Collected data entries:
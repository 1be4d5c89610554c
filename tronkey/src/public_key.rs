//! secp256k1 public keys for TRON accounts.

use alloc::vec::Vec;

use k256::ecdsa::{signature::hazmat::PrehashVerifier, RecoveryId, VerifyingKey};
use tronkey_core::{Error, Result, Signature};

use crate::address::TronAddress;

/// A TRON public key.
#[derive(Clone, Copy, Debug, PartialEq, Eq)]
pub struct TronPublicKey {
    inner: VerifyingKey,
}

impl TronPublicKey {
    pub(crate) const fn from_verifying_key(inner: VerifyingKey) -> Self {
        Self { inner }
    }

    /// Parse SEC1 bytes, compressed (33) or uncompressed (65).
    pub fn from_bytes(bytes: &[u8]) -> Result<Self> {
        let inner = VerifyingKey::from_sec1_bytes(bytes).map_err(|_| Error::InvalidPublicKey)?;
        Ok(Self { inner })
    }

    /// Serialize to compressed bytes (33 bytes).
    pub fn to_bytes(&self) -> [u8; 33] {
        let point = self.inner.to_encoded_point(true);
        let mut result = [0u8; 33];
        result.copy_from_slice(point.as_bytes());
        result
    }

    /// Serialize to uncompressed bytes (65 bytes with 0x04 prefix).
    pub fn to_uncompressed_bytes(&self) -> [u8; 65] {
        let point = self.inner.to_encoded_point(false);
        let mut result = [0u8; 65];
        result.copy_from_slice(point.as_bytes());
        result
    }

    /// Serialize in either form.
    pub fn to_sec1_vec(&self, compressed: bool) -> Vec<u8> {
        if compressed {
            self.to_bytes().to_vec()
        } else {
            self.to_uncompressed_bytes().to_vec()
        }
    }

    /// Derive the TRON address.
    pub fn to_address(&self) -> TronAddress {
        TronAddress::from_public_key(self)
    }

    /// Verify a signature against a 32-byte digest.
    pub fn verify(&self, digest: &[u8; 32], signature: &Signature) -> Result<()> {
        let sig = k256::ecdsa::Signature::from_slice(&signature.to_rs())
            .map_err(|_| Error::InvalidSignature)?;

        self.inner
            .verify_prehash(digest, &sig)
            .map_err(|_| Error::InvalidSignature)
    }

    /// Recover the signer's public key from a digest and recoverable signature.
    pub fn recover_from_prehash(digest: &[u8; 32], signature: &Signature) -> Result<Self> {
        let sig = k256::ecdsa::Signature::from_slice(&signature.to_rs())
            .map_err(|_| Error::InvalidSignature)?;
        let recid = RecoveryId::from_byte(signature.v).ok_or(Error::InvalidSignature)?;

        let recovered = VerifyingKey::recover_from_prehash(digest, &sig, recid)
            .map_err(|_| Error::InvalidSignature)?;

        Ok(Self { inner: recovered })
    }
}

PROMPT
Among the entries above, how many lines hold the string "TronAddress"? Give the number by itself.

SOLUTION FOR THIS PROBLEM
3